╔══

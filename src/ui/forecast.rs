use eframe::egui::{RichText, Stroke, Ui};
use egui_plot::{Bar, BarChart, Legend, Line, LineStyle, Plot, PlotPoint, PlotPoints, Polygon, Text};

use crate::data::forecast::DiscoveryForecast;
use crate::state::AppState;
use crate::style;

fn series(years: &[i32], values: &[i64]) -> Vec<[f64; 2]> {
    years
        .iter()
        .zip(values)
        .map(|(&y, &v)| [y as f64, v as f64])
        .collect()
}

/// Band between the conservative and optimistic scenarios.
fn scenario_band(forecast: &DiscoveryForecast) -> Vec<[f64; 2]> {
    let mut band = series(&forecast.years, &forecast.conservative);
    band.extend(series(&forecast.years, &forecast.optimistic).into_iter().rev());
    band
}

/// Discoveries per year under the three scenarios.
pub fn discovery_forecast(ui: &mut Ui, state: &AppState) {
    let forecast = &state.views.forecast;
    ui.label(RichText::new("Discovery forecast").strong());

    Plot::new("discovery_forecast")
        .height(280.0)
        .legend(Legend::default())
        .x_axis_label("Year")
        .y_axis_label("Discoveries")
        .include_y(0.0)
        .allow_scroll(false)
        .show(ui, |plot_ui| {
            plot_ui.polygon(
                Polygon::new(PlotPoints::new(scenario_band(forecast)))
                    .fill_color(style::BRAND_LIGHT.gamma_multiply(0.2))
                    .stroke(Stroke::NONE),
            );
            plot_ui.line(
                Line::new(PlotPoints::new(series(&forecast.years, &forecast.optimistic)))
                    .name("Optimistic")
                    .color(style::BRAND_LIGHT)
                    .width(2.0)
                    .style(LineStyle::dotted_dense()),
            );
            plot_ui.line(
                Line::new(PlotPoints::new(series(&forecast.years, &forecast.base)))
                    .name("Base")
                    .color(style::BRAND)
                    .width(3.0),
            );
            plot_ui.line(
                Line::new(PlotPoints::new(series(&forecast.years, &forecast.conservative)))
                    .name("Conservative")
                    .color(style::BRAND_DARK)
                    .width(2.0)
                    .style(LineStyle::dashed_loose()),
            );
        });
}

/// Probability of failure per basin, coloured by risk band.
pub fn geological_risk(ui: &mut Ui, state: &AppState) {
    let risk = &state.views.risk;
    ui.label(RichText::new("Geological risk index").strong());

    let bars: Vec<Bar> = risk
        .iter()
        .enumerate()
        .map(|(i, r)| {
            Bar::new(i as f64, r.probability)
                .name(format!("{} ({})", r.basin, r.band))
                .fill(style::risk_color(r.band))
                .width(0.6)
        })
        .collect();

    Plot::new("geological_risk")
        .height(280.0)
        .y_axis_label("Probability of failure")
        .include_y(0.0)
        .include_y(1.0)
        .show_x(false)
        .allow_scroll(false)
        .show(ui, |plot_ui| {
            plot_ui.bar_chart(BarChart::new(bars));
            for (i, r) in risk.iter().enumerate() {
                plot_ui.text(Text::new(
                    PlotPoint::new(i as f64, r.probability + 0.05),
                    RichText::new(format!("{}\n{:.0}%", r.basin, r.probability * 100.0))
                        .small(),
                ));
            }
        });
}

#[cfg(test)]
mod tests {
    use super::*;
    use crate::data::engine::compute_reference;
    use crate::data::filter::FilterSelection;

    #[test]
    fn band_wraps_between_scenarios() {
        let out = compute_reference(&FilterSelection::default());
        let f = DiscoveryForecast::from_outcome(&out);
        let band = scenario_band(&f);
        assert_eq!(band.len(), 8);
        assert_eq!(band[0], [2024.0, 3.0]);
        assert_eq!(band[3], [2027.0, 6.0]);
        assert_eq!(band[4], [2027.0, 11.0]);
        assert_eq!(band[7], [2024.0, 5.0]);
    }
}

╚══

TASK ITEM: Gather all lines from the records above in which "LineStyle" appears.

OUTPUT FOR THIS EXERCISE:
use egui_plot::{Bar, BarChart, Legend, Line, LineStyle, Plot, PlotPoint, PlotPoints, Polygon, Text};
                    .style(LineStyle::dotted_dense()),
                    .style(LineStyle::dashed_loose()),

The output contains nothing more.